A gigante do setor de máquinas agrícolas, John Deere, anunciou oficialmente o início da produção de sua mais avançada colheitadeira, a Série S7, na fábrica de Horizontina, no Rio Grande do Sul. A fabricação está prevista para começar em maio deste ano, fortalecendo ainda mais o papel do Brasil na estratégia global da companhia.
O anúncio foi feito na última sexta-feira (4), durante evento realizado em Campinas (SP), que marcou o lançamento de 15 novos produtos voltados à modernização do agronegócio. A megacolheitadeira S7 é o principal destaque da nova linha e representa um avanço significativo em automação e produtividade no campo.
Alta tecnologia na lavoura
O grande diferencial da Série S7 é sua automação preditiva de colheita, com duas tecnologias principais:
Automação preditiva de velocidade: equipada com duas câmeras frontais que monitoram o terreno até 8,5 metros à frente, a colheitadeira analisa imagens em tempo real e cruza os dados com informações de satélites. Isso permite prever o rendimento da cultura e ajustar a velocidade da máquina 3,6 segundos antes do corte, mantendo a alimentação constante e aumentando em até 20% a produtividade.
Apesar da alta tecnologia embarcada, a operação ainda depende de um condutor.
“Isso não será uma onda passageira. Mais atualizações no portfólio virão”, afirmou Horácio Meza, diretor de vendas da John Deere no Brasil.

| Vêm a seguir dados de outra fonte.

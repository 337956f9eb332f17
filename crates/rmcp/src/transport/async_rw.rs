//! Turns any `AsyncRead`/`AsyncWrite` pair into the newline-delimited-JSON
//! transport the stdio and child-process transports both build on: one JSON-RPC
//! message per line, exactly as the MCP stdio transport requires.

use futures::{Sink, SinkExt, Stream, StreamExt};
use serde::{Serialize, de::DeserializeOwned};
use tokio::io::{AsyncRead, AsyncWrite};
use tokio_util::codec::{FramedRead, FramedWrite, LinesCodec, LinesCodecError};

/// Frames `reader`/`writer` as a transport carrying `Rx`/`Tx` messages, one
/// per line. Malformed or unreadable lines are logged and skipped rather
/// than tearing down the stream - a misbehaving peer shouldn't take the
/// whole connection down over a single bad line.
pub fn into_transport<R, W, Rx, Tx>(
    reader: R,
    writer: W,
) -> (
    impl Sink<Tx, Error = std::io::Error> + Send,
    impl Stream<Item = Rx> + Send,
)
where
    R: AsyncRead + Send + 'static,
    W: AsyncWrite + Send + 'static,
    Rx: DeserializeOwned + Send + 'static,
    Tx: Serialize + Send + 'static,
{
    let stream = FramedRead::new(reader, LinesCodec::new()).filter_map(|line| async move {
        match line {
            Ok(line) if line.trim().is_empty() => None,
            Ok(line) => match serde_json::from_str(&line) {
                Ok(message) => Some(message),
                Err(error) => {
                    tracing::error!(%error, %line, "failed to deserialize incoming JSON-RPC message");
                    None
                }
            },
            Err(error) => {
                tracing::error!(%error, "error reading from transport");
                None
            }
        }
    });

    let sink = FramedWrite::new(writer, LinesCodec::new())
        .sink_map_err(line_codec_error_to_io)
        .with(|message: Tx| async move {
            serde_json::to_string(&message).map_err(std::io::Error::other)
        });

    (sink, stream)
}

fn line_codec_error_to_io(error: LinesCodecError) -> std::io::Error {
    match error {
        LinesCodecError::Io(error) => error,
        LinesCodecError::MaxLineLengthExceeded => {
            std::io::Error::new(std::io::ErrorKind::InvalidData, "line too long")
        }
    }
}

#[cfg(test)]
mod tests {
    use futures::{SinkExt, StreamExt};

    use super::*;
    use crate::{
        RoleServer,
        model::{RxJsonRpcMessage, TxJsonRpcMessage},
    };

    #[tokio::test]
    async fn round_trips_one_message_per_line() {
        let (client, server) = tokio::io::duplex(4096);
        let (client_read, client_write) = tokio::io::split(client);
        let (server_read, server_write) = tokio::io::split(server);

        let (mut client_sink, _client_stream): (
            _,
            std::pin::Pin<Box<dyn Stream<Item = RxJsonRpcMessage<RoleServer>> + Send>>,
        ) = {
            let (sink, stream) = into_transport::<_, _, RxJsonRpcMessage<RoleServer>, TxJsonRpcMessage<RoleServer>>(
                client_read,
                client_write,
            );
            (sink, Box::pin(stream))
        };
        let (_server_sink, mut server_stream): (
            std::pin::Pin<Box<dyn Sink<TxJsonRpcMessage<RoleServer>, Error = std::io::Error> + Send>>,
            _,
        ) = {
            let (sink, stream) = into_transport::<_, _, RxJsonRpcMessage<RoleServer>, TxJsonRpcMessage<RoleServer>>(
                server_read,
                server_write,
            );
            (Box::pin(sink), stream)
        };

        use crate::model::{ClientNotification, JsonRpcMessage};
        let message: TxJsonRpcMessage<RoleServer> =
            JsonRpcMessage::notification(ClientNotification::InitializedNotification(Default::default()));

        client_sink.send(message).await.unwrap();
        let received = server_stream.next().await.unwrap();
        match received {
            JsonRpcMessage::Notification(_) => {}
            other => panic!("unexpected message: {other:?}"),
        }
    }
}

Crescimento mesmo em cenário desafiador
Mesmo diante da queda de 8,6% no setor de máquinas e equipamentos em 2024 — segundo dados da Abimaq — a John Deere mantém uma postura otimista e segue investindo no Brasil, considerado um dos mercados mais estratégicos fora dos Estados Unidos.

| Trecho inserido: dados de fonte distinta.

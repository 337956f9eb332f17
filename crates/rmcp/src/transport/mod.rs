//! Wire-level plumbing: the [`Transport`] trait the session kernel
//! (`crate::service`) drives, the [`IntoTransport`] conversion that lets
//! `serve`/`serve_with_ct` accept anything transport-shaped, and the
//! concrete transport implementations (stdio, child process, SSE,
//! Streamable HTTP).

use std::{
    pin::Pin,
    sync::Arc,
    task::{Context, Poll},
};

use futures::{Sink, SinkExt, Stream, StreamExt, future::BoxFuture};
use tokio::sync::Mutex as AsyncMutex;

use crate::{
    model::{RxJsonRpcMessage, TxJsonRpcMessage},
    service::ServiceRole,
};

pub mod common;
pub mod worker;

#[cfg(feature = "transport-async-rw")]
#[cfg_attr(docsrs, doc(cfg(feature = "transport-async-rw")))]
pub mod async_rw;
#[cfg(feature = "transport-child-process")]
#[cfg_attr(docsrs, doc(cfg(feature = "transport-child-process")))]
pub mod child_process;
#[cfg(feature = "transport-io")]
#[cfg_attr(docsrs, doc(cfg(feature = "transport-io")))]
pub mod io;

#[cfg(feature = "transport-sse-client")]
#[cfg_attr(docsrs, doc(cfg(feature = "transport-sse-client")))]
pub mod sse_client;
#[cfg(feature = "transport-sse-server")]
#[cfg_attr(docsrs, doc(cfg(feature = "transport-sse-server")))]
pub mod sse_server;
#[cfg(feature = "transport-streamable-http-client")]
#[cfg_attr(docsrs, doc(cfg(feature = "transport-streamable-http-client")))]
pub mod streamable_http_client;
#[cfg(feature = "transport-streamable-http-server")]
#[cfg_attr(docsrs, doc(cfg(feature = "transport-streamable-http-server")))]
pub mod streamable_http_server;

pub use worker::{Worker, WorkerContext, WorkerQuitReason, WorkerTransport};

/// The asynchronous duplex a running [`crate::service::Service`] is driven
/// over: push outbound messages with [`Transport::send`], pull inbound ones
/// with [`Transport::receive`].
///
/// Blanket-implemented for any `(Sink, Stream)` pair with compatible item
/// types, so most transports only need to implement [`IntoTransport`] and
/// hand back such a pair.
pub trait Transport<R: ServiceRole> {
    type Error: std::error::Error + Send + Sync + 'static;

    fn send(
        &mut self,
        item: TxJsonRpcMessage<R>,
    ) -> impl Future<Output = Result<(), Self::Error>> + Send;

    fn receive(&mut self) -> impl Future<Output = Option<RxJsonRpcMessage<R>>> + Send;

    /// Best-effort shutdown. The default no-op is correct for transports
    /// that tear themselves down on drop.
    fn close(&mut self) -> impl Future<Output = Result<(), Self::Error>> + Send {
        async { Ok(()) }
    }
}

impl<R, Si, St> Transport<R> for (Si, St)
where
    R: ServiceRole,
    Si: Sink<TxJsonRpcMessage<R>> + Unpin + Send,
    St: Stream<Item = RxJsonRpcMessage<R>> + Unpin + Send,
    Si::Error: std::error::Error + Send + Sync + 'static,
{
    type Error = Si::Error;

    async fn send(&mut self, item: TxJsonRpcMessage<R>) -> Result<(), Self::Error> {
        self.0.send(item).await
    }

    async fn receive(&mut self) -> Option<RxJsonRpcMessage<R>> {
        self.1.next().await
    }

    async fn close(&mut self) -> Result<(), Self::Error> {
        self.0.close().await
    }
}

/// Converts a value into the `(Sink, Stream)` pair a [`Transport`]
/// implementation drives.
///
/// `A` is a marker type parameter with no other purpose than disambiguating
/// overlapping blanket implementations (a plain `(Sink, Stream)` pair, a
/// [`worker::WorkerTransport`], a type that is already a whole [`Transport`])
/// - callers almost never name it, it's inferred from the transport's
/// concrete type.
pub trait IntoTransport<R: ServiceRole, E, A>: Send + 'static
where
    E: std::error::Error + Send + Sync + 'static,
{
    type Sink: Sink<TxJsonRpcMessage<R>, Error = E> + Send + 'static;
    type Stream: Stream<Item = RxJsonRpcMessage<R>> + Send + 'static;

    fn into_transport(self) -> (Self::Sink, Self::Stream);
}

impl<R, Si, St, E> IntoTransport<R, E, (Si, St)> for (Si, St)
where
    R: ServiceRole,
    Si: Sink<TxJsonRpcMessage<R>, Error = E> + Send + 'static,
    St: Stream<Item = RxJsonRpcMessage<R>> + Send + 'static,
    E: std::error::Error + Send + Sync + 'static,
{
    type Sink = Si;
    type Stream = St;

    fn into_transport(self) -> (Self::Sink, Self::Stream) {
        self
    }
}

/// Marker selecting the blanket [`IntoTransport`] impl for a type that
/// already implements [`Transport`] directly (rather than being a
/// `(Sink, Stream)` pair) - `M::Transport` in
/// `streamable_http_server::session::SessionManager` is the motivating case.
pub struct TransportAdapterIdentity;

impl<R, T, E> IntoTransport<R, E, TransportAdapterIdentity> for T
where
    R: ServiceRole,
    T: Transport<R, Error = E> + Send + 'static,
    E: std::error::Error + Send + Sync + 'static,
{
    type Sink = IdentitySink<R, T>;
    type Stream = IdentityStream<R, T>;

    fn into_transport(self) -> (Self::Sink, Self::Stream) {
        let inner = Arc::new(AsyncMutex::new(self));
        (
            IdentitySink {
                inner: inner.clone(),
                pending: None,
            },
            IdentityStream {
                inner,
                pending: None,
            },
        )
    }
}

/// Sink half of a split [`Transport`], produced by the
/// [`TransportAdapterIdentity`] blanket impl. Mirrors
/// [`worker::WorkerSink`]'s pending-future pattern since [`Transport::send`]
/// is async but [`Sink::start_send`] is not.
pub struct IdentitySink<R: ServiceRole, T: Transport<R>> {
    inner: Arc<AsyncMutex<T>>,
    pending: Option<BoxFuture<'static, Result<(), T::Error>>>,
}

impl<R, T> Sink<TxJsonRpcMessage<R>> for IdentitySink<R, T>
where
    R: ServiceRole,
    T: Transport<R> + Send + 'static,
{
    type Error = T::Error;

    fn poll_ready(self: Pin<&mut Self>, cx: &mut Context<'_>) -> Poll<Result<(), Self::Error>> {
        let this = self.get_mut();
        match this.pending.as_mut() {
            Some(fut) => {
                let result = std::task::ready!(fut.as_mut().poll(cx));
                this.pending = None;
                Poll::Ready(result)
            }
            None => Poll::Ready(Ok(())),
        }
    }

    fn start_send(self: Pin<&mut Self>, item: TxJsonRpcMessage<R>) -> Result<(), Self::Error> {
        let this = self.get_mut();
        let inner = this.inner.clone();
        this.pending = Some(Box::pin(async move { inner.lock().await.send(item).await }));
        Ok(())
    }

    fn poll_flush(self: Pin<&mut Self>, cx: &mut Context<'_>) -> Poll<Result<(), Self::Error>> {
        self.poll_ready(cx)
    }

    fn poll_close(self: Pin<&mut Self>, cx: &mut Context<'_>) -> Poll<Result<(), Self::Error>> {
        self.poll_flush(cx)
    }
}

/// Stream half of a split [`Transport`], produced by the
/// [`TransportAdapterIdentity`] blanket impl.
pub struct IdentityStream<R: ServiceRole, T: Transport<R>> {
    inner: Arc<AsyncMutex<T>>,
    pending: Option<BoxFuture<'static, Option<RxJsonRpcMessage<R>>>>,
}

impl<R, T> Stream for IdentityStream<R, T>
where
    R: ServiceRole,
    T: Transport<R> + Send + 'static,
{
    type Item = RxJsonRpcMessage<R>;

    fn poll_next(self: Pin<&mut Self>, cx: &mut Context<'_>) -> Poll<Option<Self::Item>> {
        let this = self.get_mut();
        let fut = this.pending.get_or_insert_with(|| {
            let inner = this.inner.clone();
            Box::pin(async move { inner.lock().await.receive().await })
        });
        let result = std::task::ready!(fut.as_mut().poll(cx));
        this.pending = None;
        Poll::Ready(result)
    }
}

/// A single inbound message served without a background worker or a real
/// socket: `receive` yields it once, `send` forwards every outbound message
/// into an mpsc channel the caller drains. Used by the Streamable HTTP
/// server's stateless mode, where each POST is a fully self-contained
/// request/response round trip with no session to keep alive.
pub struct OneshotTransport<R: ServiceRole> {
    message: Option<RxJsonRpcMessage<R>>,
    sender: tokio::sync::mpsc::Sender<TxJsonRpcMessage<R>>,
}

impl<R: ServiceRole> OneshotTransport<R> {
    pub fn new(
        message: RxJsonRpcMessage<R>,
    ) -> (Self, tokio::sync::mpsc::Receiver<TxJsonRpcMessage<R>>) {
        let (sender, receiver) = tokio::sync::mpsc::channel(16);
        (
            Self {
                message: Some(message),
                sender,
            },
            receiver,
        )
    }
}

#[derive(Debug, thiserror::Error)]
#[error("oneshot transport's receiver has been dropped")]
pub struct OneshotTransportError;

impl<R: ServiceRole> Transport<R> for OneshotTransport<R> {
    type Error = OneshotTransportError;

    async fn send(&mut self, item: TxJsonRpcMessage<R>) -> Result<(), Self::Error> {
        self.sender
            .send(item)
            .await
            .map_err(|_| OneshotTransportError)
    }

    async fn receive(&mut self) -> Option<RxJsonRpcMessage<R>> {
        self.message.take()
    }
}

/// A type-erased transport error, carrying the concrete transport's type
/// name purely for diagnostics (`T` is never stored, only named).
#[derive(Debug)]
pub struct DynamicTransportError {
    transport_type: &'static str,
    error: Box<dyn std::error::Error + Send + Sync + 'static>,
}

impl DynamicTransportError {
    pub fn new<T: 'static, E: std::error::Error + Send + Sync + 'static>(error: E) -> Self {
        Self {
            transport_type: std::any::type_name::<T>(),
            error: Box::new(error),
        }
    }
}

impl std::fmt::Display for DynamicTransportError {
    fn fmt(&self, f: &mut std::fmt::Formatter<'_>) -> std::fmt::Result {
        write!(f, "[{}] {}", self.transport_type, self.error)
    }
}

impl std::error::Error for DynamicTransportError {
    fn source(&self) -> Option<&(dyn std::error::Error + 'static)> {
        Some(self.error.as_ref())
    }
}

“O mercado brasileiro é chave para nós. Os maiores investimentos da John Deere estão vindo pra cá”, reforçou Meza.
Entre os aportes recentes estão:
R$ 700 milhões na adaptação da fábrica em Catalão (GO);
R$ 180 milhões no maior centro de pesquisa e desenvolvimento da marca no mundo, em Indaiatuba (SP);
Um total de R$ 3,3 bilhões investidos no país nos últimos cinco anos;
Aquisição de um galpão de 40 mil m² para ampliar o centro de distribuição.
Conectividade e dados em tempo real
A nova geração de máquinas da John Deere também traz avanços na conectividade no campo. Os equipamentos já virão com modems embarcados, que captam dados operacionais e agronômicos. Essas informações serão enviadas para um terminal satelital e, posteriormente, para a nuvem. O agricultor poderá acessá-las em tempo real para tomar decisões estratégicas durante a operação.
Esse serviço será oferecido mediante o pagamento de uma licença de uso, e o sistema será compatível inclusive com máquinas de outras marcas, ampliando sua aplicabilidade nas propriedades.
Perspectivas para 2025
Apesar do investimento, a John Deere projeta que 2025 será similar a 2024 em termos de mercado, especialmente devido aos altos juros, que travam os investimentos dos produtores.
“O produtor está mais cauteloso na hora de investir. Mas já vemos sinais de retomada em segmentos como café e laranja, e também no setor de tratores menores, que representam 55% do mercado”, comentou Antonio Carrere, vice-presidente de vendas e marketing da John Deere na América Latina.
Já o setor de colheitadeiras permanece estagnado, mas a aposta da companhia é que a inovação da S7 possa mudar esse cenário ao longo do ano.
Com a produção da Série S7 em território gaúcho, a John Deere reforça o compromisso com a inovação, sustentabilidade e valorização da indústria nacional, posicionando o Brasil como centro de excelência tecnológica para o agronegócio global.